カビたパンに鼠の肉。虫の入ったスープに飲み物は毒薬。何度も死にかけたがアクアに助けられていた。
「アムル、ごめんなさい。殺せなくて、わたしじゃきみを殺せなくて、本当に、ごめんなさい。わたし、もう見てられないよ。早く、楽にしてあげたいのに、わたしも、君が死んだら、消えちゃうから、まだ生きたくて、治すのを辞められない。本当に、ごめんなさい」
美しい少女の声はいつも涙と共にあった。アムルはアクアを恨んだことはないと事実を伝えても、必ず晩御飯の後に謝っていた。思い返せばこれが一番きつかった事だ。
気づけばアムルは感情が壊れていた。女性に触れられる事に強い抵抗を持つようになり、食事は味が分からなくなった。寝ている時に襲われる事も多かったためか、深い眠りにつけなくなったし、睡眠時間は大幅に減少した。命令されれば何でもやるし、アクアの涙はどうでもよくなった。

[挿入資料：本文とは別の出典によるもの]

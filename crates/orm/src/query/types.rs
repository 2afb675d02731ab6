//! Query Types - Comparison operators and predicates pushed down to the data source

use std::cmp::Ordering;
use std::collections::BTreeSet;
use std::fmt;

use chrono::{DateTime, NaiveDate, Utc};
use serde::{Deserialize, Serialize};
use serde_json::Value;

use crate::record::{Key, Record};

/// Comparison operator types
#[derive(Debug, Clone, Copy, PartialEq, Eq, Serialize, Deserialize)]
pub enum QueryOperator {
    Equal,
    NotEqual,
    GreaterThan,
    GreaterThanOrEqual,
    LessThan,
    LessThanOrEqual,
}

impl fmt::Display for QueryOperator {
    fn fmt(&self, f: &mut fmt::Formatter<'_>) -> fmt::Result {
        match self {
            QueryOperator::Equal => write!(f, "="),
            QueryOperator::NotEqual => write!(f, "!="),
            QueryOperator::GreaterThan => write!(f, ">"),
            QueryOperator::GreaterThanOrEqual => write!(f, ">="),
            QueryOperator::LessThan => write!(f, "<"),
            QueryOperator::LessThanOrEqual => write!(f, "<="),
        }
    }
}

impl QueryOperator {
    /// Operator tokens, longest first so that ">=" wins over ">"
    pub(crate) const TOKENS: [(&'static str, QueryOperator); 7] = [
        (">=", QueryOperator::GreaterThanOrEqual),
        ("<=", QueryOperator::LessThanOrEqual),
        ("!=", QueryOperator::NotEqual),
        ("==", QueryOperator::Equal),
        ("=", QueryOperator::Equal),
        (">", QueryOperator::GreaterThan),
        ("<", QueryOperator::LessThan),
    ];

    fn accepts(self, ordering: Ordering) -> bool {
        match self {
            QueryOperator::Equal => ordering == Ordering::Equal,
            QueryOperator::NotEqual => ordering != Ordering::Equal,
            QueryOperator::GreaterThan => ordering == Ordering::Greater,
            QueryOperator::GreaterThanOrEqual => ordering != Ordering::Less,
            QueryOperator::LessThan => ordering == Ordering::Less,
            QueryOperator::LessThanOrEqual => ordering != Ordering::Greater,
        }
    }
}

/// A filter evaluated by the data source, never after materialization
#[derive(Debug, Clone, PartialEq, Serialize, Deserialize)]
pub enum Predicate {
    Compare {
        attribute: String,
        operator: QueryOperator,
        value: Value,
    },
    /// Membership of an integer attribute in a key set
    In {
        attribute: String,
        keys: BTreeSet<Key>,
    },
    /// Matches the record's own key
    Key(Key),
    And(Vec<Predicate>),
}

impl Predicate {
    pub fn compare(attribute: &str, operator: QueryOperator, value: impl Into<Value>) -> Self {
        Predicate::Compare {
            attribute: attribute.to_string(),
            operator,
            value: value.into(),
        }
    }

    pub fn eq(attribute: &str, value: impl Into<Value>) -> Self {
        Self::compare(attribute, QueryOperator::Equal, value)
    }

    pub fn ne(attribute: &str, value: impl Into<Value>) -> Self {
        Self::compare(attribute, QueryOperator::NotEqual, value)
    }

    pub fn gt(attribute: &str, value: impl Into<Value>) -> Self {
        Self::compare(attribute, QueryOperator::GreaterThan, value)
    }

    pub fn gte(attribute: &str, value: impl Into<Value>) -> Self {
        Self::compare(attribute, QueryOperator::GreaterThanOrEqual, value)
    }

    pub fn lt(attribute: &str, value: impl Into<Value>) -> Self {
        Self::compare(attribute, QueryOperator::LessThan, value)
    }

    pub fn lte(attribute: &str, value: impl Into<Value>) -> Self {
        Self::compare(attribute, QueryOperator::LessThanOrEqual, value)
    }

    pub fn in_keys(attribute: &str, keys: impl IntoIterator<Item = Key>) -> Self {
        Predicate::In {
            attribute: attribute.to_string(),
            keys: keys.into_iter().collect(),
        }
    }

    /// Conjunction, flattening nested `And`s
    pub fn and(self, other: Predicate) -> Self {
        let mut parts = match self {
            Predicate::And(parts) => parts,
            single => vec![single],
        };
        match other {
            Predicate::And(more) => parts.extend(more),
            single => parts.push(single),
        }
        Predicate::And(parts)
    }

    /// Conjunction of an optional predicate with another
    pub fn combine(existing: Option<Predicate>, other: Predicate) -> Predicate {
        match existing {
            Some(p) => p.and(other),
            None => other,
        }
    }

    /// Evaluate against a record. A missing attribute never matches.
    pub fn matches(&self, record: &Record) -> bool {
        match self {
            Predicate::Compare {
                attribute,
                operator,
                value,
            } => match record.get(attribute) {
                Some(actual) => compare_values(actual, value)
                    .map(|ordering| operator.accepts(ordering))
                    .unwrap_or(*operator == QueryOperator::NotEqual && actual != value),
                None => false,
            },
            Predicate::In { attribute, keys } => record
                .key_of(attribute)
                .map(|k| keys.contains(&k))
                .unwrap_or(false),
            Predicate::Key(key) => record.key == *key,
            Predicate::And(parts) => parts.iter().all(|p| p.matches(record)),
        }
    }
}

impl fmt::Display for Predicate {
    fn fmt(&self, f: &mut fmt::Formatter<'_>) -> fmt::Result {
        match self {
            Predicate::Compare {
                attribute,
                operator,
                value,
            } => match value {
                Value::String(s) if s.contains('\'') => write!(f, "{} {} \"{}\"", attribute, operator, s),
                Value::String(s) => write!(f, "{} {} '{}'", attribute, operator, s),
                other => write!(f, "{} {} {}", attribute, operator, other),
            },
            Predicate::In { attribute, keys } => {
                let keys: Vec<String> = keys.iter().map(|k| k.to_string()).collect();
                write!(f, "{} IN ({})", attribute, keys.join(", "))
            }
            Predicate::Key(key) => write!(f, "key = {}", key),
            Predicate::And(parts) => {
                let parts: Vec<String> = parts.iter().map(|p| p.to_string()).collect();
                write!(f, "{}", parts.join(" && "))
            }
        }
    }
}

/// Order two JSON values: numbers numerically, timestamps chronologically,
/// other strings lexicographically. `None` when the values are incomparable.
pub fn compare_values(left: &Value, right: &Value) -> Option<Ordering> {
    match (left, right) {
        (Value::Number(a), Value::Number(b)) => match (a.as_i64(), b.as_i64()) {
            (Some(a), Some(b)) => Some(a.cmp(&b)),
            _ => a.as_f64()?.partial_cmp(&b.as_f64()?),
        },
        (Value::String(a), Value::String(b)) => match (parse_timestamp(a), parse_timestamp(b)) {
            (Some(a), Some(b)) => Some(a.cmp(&b)),
            _ => Some(a.cmp(b)),
        },
        (Value::Bool(a), Value::Bool(b)) => Some(a.cmp(b)),
        (Value::Null, Value::Null) => Some(Ordering::Equal),
        _ => None,
    }
}

fn parse_timestamp(text: &str) -> Option<DateTime<Utc>> {
    if let Ok(ts) = DateTime::parse_from_rfc3339(text) {
        return Some(ts.with_timezone(&Utc));
    }
    NaiveDate::parse_from_str(text, "%Y-%m-%d")
        .ok()
        .and_then(|d| d.and_hms_opt(0, 0, 0))
        .map(|dt| dt.and_utc())
}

そんな状態が続いていたある日、突然ホワイトは返ってきた。そして、アムルの状態に静かに激昂し、当時の村長宅を破壊した後アムルを連れて月の国に向かったのだ。
「ア! ム! ル! 起! き! ろ!」
アクアの大声に目が覚めた。ホワイトもビクンと体を震わせキョロキョロしている。
「やっと起きた。久しぶりによく寝てるな~って思ってたらすんごいうなされてるんだもん。夢に夢中でも心配になるよ。どんな夢見てたの?」
「……忘れた。それより今どのくらい進んだ?」
「まだ十分も経ってないよ」
「……全然寝てないな」
「いやいや、わたしが三回呼んでやっと反応したんだよ! これは過去一だよ!」
「そうかもな。それより、今ので眠気も覚めたし話し相手になろうか?」
「おやおや珍しいね。君の方からお誘いしてくれるなんて。仕方ないな~。どうしてもって言うならなってあげてもいいけど?」
「じゃいいや。空でも見てるよ」
「うそうそ! なってください、暇なんです! お願いします、このとーーり!」
「……はいはい」
もうあれは過去の話だ。今はある程度回復した。後は進むだけで過去を振り替える必要はないな。そう思うアムルだった。
「うーん、、ムニエルも捨てがたい……。全部、、食べまふ、、」
ホワイトの寝言だ。いつの間にかまた寝ていたようだ。
「欲求の捌け口」……ご想像にお任せします。